[Task directions]:
In the listing below, locate the lines bearing the word "TaskError". Copy every one of them.

[Task material]:
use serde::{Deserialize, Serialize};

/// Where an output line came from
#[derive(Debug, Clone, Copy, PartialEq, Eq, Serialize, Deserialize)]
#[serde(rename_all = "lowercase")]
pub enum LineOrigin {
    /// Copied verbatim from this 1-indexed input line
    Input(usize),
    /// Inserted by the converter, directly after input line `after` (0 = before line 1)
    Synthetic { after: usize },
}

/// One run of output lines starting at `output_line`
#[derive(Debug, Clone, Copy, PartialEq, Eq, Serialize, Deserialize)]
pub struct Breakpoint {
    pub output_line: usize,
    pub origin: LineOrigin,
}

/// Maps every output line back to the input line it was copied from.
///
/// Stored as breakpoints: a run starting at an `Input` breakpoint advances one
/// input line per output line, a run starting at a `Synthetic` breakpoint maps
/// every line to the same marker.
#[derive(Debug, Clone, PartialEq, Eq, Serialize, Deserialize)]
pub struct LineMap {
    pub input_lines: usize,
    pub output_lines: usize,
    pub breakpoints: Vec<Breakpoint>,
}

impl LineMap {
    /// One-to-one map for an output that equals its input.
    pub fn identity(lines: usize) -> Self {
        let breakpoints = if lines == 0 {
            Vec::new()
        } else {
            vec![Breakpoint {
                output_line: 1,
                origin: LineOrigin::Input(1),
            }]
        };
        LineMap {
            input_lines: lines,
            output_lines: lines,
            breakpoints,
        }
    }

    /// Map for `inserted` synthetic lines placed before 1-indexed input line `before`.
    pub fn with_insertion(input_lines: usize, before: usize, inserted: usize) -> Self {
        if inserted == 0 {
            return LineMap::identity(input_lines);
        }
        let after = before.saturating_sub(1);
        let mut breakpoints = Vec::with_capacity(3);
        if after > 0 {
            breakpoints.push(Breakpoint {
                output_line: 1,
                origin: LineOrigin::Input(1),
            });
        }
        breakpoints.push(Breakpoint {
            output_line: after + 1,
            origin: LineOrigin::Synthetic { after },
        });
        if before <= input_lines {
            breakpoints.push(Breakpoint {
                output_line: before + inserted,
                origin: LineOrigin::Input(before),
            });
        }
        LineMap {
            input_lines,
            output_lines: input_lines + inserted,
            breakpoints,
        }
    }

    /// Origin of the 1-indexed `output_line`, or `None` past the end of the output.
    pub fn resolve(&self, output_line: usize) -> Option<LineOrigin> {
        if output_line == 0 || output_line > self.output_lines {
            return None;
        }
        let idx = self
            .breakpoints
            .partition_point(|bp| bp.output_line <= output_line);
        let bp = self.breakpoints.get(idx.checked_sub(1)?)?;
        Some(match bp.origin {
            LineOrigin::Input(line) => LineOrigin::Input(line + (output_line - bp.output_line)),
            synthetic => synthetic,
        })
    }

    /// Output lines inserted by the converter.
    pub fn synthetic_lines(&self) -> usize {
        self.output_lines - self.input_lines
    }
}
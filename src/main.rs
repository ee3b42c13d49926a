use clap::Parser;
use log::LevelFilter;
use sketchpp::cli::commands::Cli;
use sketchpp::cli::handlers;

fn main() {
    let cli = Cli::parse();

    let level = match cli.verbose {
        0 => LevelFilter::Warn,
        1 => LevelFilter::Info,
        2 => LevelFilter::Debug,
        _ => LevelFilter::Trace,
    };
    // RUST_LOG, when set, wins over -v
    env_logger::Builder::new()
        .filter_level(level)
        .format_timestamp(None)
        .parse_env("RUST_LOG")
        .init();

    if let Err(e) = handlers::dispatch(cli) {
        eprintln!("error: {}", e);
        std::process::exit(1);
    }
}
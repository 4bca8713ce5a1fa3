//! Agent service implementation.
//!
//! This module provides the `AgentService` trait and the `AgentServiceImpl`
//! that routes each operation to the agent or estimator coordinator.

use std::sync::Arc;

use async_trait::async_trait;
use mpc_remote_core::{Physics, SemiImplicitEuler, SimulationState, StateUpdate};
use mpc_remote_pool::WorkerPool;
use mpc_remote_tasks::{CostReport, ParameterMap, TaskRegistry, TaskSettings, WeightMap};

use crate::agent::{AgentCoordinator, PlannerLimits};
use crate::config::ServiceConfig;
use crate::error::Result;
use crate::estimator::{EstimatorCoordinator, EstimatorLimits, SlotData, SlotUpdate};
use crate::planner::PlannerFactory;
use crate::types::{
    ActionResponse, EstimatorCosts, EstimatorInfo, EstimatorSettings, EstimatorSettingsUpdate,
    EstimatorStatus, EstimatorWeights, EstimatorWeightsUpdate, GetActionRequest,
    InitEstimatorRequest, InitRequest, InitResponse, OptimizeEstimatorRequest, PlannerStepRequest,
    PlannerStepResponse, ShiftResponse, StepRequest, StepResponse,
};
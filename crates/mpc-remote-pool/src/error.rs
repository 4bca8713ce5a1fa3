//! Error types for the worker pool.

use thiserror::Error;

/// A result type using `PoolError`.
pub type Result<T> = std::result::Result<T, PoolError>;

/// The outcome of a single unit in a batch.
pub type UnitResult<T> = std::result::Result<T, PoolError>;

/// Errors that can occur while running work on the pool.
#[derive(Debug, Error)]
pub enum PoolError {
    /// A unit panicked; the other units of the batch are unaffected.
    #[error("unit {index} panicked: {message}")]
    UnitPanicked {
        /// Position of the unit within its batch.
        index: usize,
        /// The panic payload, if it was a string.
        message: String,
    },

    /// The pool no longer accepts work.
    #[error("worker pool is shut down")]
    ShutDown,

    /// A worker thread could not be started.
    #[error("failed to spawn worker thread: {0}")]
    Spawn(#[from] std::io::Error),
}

---

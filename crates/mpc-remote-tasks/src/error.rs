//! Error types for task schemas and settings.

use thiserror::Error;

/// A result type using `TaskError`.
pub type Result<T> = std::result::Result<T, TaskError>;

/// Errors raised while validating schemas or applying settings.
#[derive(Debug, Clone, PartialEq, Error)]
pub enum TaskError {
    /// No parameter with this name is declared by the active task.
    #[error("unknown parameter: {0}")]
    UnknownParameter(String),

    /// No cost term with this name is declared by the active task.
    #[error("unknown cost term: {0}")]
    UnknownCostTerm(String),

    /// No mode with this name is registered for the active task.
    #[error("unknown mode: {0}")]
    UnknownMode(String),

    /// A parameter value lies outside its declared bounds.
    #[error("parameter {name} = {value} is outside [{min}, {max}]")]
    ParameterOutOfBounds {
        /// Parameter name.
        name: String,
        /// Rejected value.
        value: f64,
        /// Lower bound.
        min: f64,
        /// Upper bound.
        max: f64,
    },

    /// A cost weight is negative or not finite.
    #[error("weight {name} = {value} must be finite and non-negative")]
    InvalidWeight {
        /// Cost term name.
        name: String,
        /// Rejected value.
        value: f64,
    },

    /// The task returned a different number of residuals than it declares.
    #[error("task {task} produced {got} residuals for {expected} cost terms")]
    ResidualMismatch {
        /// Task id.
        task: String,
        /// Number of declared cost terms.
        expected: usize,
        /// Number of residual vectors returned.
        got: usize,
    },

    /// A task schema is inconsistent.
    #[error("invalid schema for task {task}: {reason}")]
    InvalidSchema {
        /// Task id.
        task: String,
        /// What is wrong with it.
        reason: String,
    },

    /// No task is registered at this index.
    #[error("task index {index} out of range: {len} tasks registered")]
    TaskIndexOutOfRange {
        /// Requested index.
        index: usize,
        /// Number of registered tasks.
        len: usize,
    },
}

...

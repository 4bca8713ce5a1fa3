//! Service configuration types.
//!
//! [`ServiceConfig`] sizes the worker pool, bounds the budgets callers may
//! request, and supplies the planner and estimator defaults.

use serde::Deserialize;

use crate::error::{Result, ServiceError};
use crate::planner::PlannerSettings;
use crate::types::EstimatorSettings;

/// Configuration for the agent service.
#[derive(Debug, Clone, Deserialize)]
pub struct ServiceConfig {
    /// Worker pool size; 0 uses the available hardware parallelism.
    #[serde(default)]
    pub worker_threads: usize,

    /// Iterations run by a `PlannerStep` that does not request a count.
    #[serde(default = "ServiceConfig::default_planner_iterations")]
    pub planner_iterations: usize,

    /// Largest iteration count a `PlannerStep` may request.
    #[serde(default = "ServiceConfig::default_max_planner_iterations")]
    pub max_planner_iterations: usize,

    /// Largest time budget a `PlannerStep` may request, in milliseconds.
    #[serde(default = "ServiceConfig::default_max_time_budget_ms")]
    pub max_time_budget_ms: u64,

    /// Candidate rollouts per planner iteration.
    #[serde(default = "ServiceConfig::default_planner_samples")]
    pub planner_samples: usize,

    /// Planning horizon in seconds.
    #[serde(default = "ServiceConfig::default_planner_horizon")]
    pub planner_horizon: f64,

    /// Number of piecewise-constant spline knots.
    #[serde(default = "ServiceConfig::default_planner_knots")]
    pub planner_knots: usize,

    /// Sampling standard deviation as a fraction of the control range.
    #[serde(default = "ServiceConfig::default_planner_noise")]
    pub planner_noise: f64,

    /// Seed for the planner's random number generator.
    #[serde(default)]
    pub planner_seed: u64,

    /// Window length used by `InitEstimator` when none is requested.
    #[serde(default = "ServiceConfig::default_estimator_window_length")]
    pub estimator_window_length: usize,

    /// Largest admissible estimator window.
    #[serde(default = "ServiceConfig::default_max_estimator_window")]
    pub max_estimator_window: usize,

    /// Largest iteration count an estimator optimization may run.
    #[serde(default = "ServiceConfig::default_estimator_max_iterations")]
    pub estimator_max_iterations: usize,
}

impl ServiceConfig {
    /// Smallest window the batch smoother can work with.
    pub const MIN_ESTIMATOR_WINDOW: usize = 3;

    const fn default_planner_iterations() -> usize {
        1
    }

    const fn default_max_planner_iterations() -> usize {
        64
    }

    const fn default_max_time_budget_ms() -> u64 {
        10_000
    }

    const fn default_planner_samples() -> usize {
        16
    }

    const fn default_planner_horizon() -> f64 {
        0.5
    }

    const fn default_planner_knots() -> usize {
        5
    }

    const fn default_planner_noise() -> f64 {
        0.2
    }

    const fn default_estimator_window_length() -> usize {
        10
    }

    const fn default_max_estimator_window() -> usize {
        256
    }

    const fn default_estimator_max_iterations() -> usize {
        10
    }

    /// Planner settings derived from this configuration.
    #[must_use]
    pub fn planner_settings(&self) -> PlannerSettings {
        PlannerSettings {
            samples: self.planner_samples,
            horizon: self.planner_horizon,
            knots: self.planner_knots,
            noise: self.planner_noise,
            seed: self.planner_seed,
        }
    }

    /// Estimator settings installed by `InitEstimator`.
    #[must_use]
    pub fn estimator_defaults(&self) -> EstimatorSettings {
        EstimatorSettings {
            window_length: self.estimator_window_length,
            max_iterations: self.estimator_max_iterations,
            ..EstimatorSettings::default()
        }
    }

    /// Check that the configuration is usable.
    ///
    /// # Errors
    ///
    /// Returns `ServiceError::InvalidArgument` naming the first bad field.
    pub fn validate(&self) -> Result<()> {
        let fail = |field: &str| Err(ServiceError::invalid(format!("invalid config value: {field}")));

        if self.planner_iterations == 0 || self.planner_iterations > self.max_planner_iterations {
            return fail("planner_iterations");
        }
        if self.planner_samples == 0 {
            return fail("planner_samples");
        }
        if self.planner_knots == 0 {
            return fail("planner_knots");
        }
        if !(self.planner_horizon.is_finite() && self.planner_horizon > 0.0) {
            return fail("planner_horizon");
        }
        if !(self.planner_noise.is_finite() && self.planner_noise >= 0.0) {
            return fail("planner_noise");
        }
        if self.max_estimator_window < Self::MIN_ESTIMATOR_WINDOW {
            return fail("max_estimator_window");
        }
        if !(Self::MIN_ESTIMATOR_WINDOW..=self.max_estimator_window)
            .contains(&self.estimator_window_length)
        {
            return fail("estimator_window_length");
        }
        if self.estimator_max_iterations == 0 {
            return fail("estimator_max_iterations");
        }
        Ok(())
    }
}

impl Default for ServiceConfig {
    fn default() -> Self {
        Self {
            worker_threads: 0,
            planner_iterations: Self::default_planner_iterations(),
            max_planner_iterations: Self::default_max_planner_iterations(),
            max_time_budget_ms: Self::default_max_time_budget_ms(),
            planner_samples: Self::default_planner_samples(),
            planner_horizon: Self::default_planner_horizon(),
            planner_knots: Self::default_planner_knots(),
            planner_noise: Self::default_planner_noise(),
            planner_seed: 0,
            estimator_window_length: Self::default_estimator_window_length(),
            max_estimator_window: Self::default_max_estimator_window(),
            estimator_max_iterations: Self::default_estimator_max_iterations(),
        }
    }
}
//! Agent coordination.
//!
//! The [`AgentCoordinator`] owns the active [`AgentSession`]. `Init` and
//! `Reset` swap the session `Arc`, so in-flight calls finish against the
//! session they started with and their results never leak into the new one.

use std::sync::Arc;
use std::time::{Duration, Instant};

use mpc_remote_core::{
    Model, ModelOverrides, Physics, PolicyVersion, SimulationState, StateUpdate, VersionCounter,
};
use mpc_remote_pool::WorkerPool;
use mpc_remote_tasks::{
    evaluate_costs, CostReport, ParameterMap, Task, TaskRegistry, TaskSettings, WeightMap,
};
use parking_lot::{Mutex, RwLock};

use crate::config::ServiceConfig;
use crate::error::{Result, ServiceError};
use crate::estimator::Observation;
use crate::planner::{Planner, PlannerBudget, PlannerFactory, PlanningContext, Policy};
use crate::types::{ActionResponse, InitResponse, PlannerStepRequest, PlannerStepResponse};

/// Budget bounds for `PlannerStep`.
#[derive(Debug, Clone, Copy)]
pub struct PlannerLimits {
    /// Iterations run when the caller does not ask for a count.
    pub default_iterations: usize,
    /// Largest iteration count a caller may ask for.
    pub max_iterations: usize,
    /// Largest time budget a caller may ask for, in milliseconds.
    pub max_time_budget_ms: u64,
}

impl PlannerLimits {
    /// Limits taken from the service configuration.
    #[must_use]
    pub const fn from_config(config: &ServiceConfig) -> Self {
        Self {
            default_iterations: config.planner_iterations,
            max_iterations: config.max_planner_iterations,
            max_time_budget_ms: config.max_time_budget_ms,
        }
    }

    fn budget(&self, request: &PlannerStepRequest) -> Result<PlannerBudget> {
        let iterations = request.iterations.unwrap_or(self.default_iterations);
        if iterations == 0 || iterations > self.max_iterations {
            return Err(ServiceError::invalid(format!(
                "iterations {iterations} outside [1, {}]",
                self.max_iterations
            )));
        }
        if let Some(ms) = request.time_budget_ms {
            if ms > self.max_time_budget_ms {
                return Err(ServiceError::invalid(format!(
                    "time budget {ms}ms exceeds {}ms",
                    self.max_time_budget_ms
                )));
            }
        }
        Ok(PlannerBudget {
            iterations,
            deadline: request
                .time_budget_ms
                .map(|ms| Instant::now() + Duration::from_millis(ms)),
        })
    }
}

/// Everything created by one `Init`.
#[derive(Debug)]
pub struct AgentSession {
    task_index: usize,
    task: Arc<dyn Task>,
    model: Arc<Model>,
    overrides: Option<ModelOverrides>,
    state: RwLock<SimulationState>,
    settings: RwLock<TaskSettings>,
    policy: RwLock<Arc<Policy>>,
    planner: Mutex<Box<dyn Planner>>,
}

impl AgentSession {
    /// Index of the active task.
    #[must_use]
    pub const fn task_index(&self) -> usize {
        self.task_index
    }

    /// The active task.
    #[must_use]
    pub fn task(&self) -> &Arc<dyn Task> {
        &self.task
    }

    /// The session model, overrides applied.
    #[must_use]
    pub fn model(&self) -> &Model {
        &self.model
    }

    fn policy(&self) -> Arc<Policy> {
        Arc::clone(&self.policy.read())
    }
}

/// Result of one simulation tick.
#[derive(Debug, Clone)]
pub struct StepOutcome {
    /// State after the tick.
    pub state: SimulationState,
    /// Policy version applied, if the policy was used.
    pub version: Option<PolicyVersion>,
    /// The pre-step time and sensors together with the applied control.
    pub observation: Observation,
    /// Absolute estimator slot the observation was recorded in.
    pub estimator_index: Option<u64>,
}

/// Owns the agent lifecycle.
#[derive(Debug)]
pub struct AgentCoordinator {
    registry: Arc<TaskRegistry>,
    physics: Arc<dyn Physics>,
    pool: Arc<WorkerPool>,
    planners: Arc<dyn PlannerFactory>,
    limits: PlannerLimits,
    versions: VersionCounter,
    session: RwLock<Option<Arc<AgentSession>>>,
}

[Reply to the exercise]:
/// A result type using `TaskError`.
pub type Result<T> = std::result::Result<T, TaskError>;
pub enum TaskError {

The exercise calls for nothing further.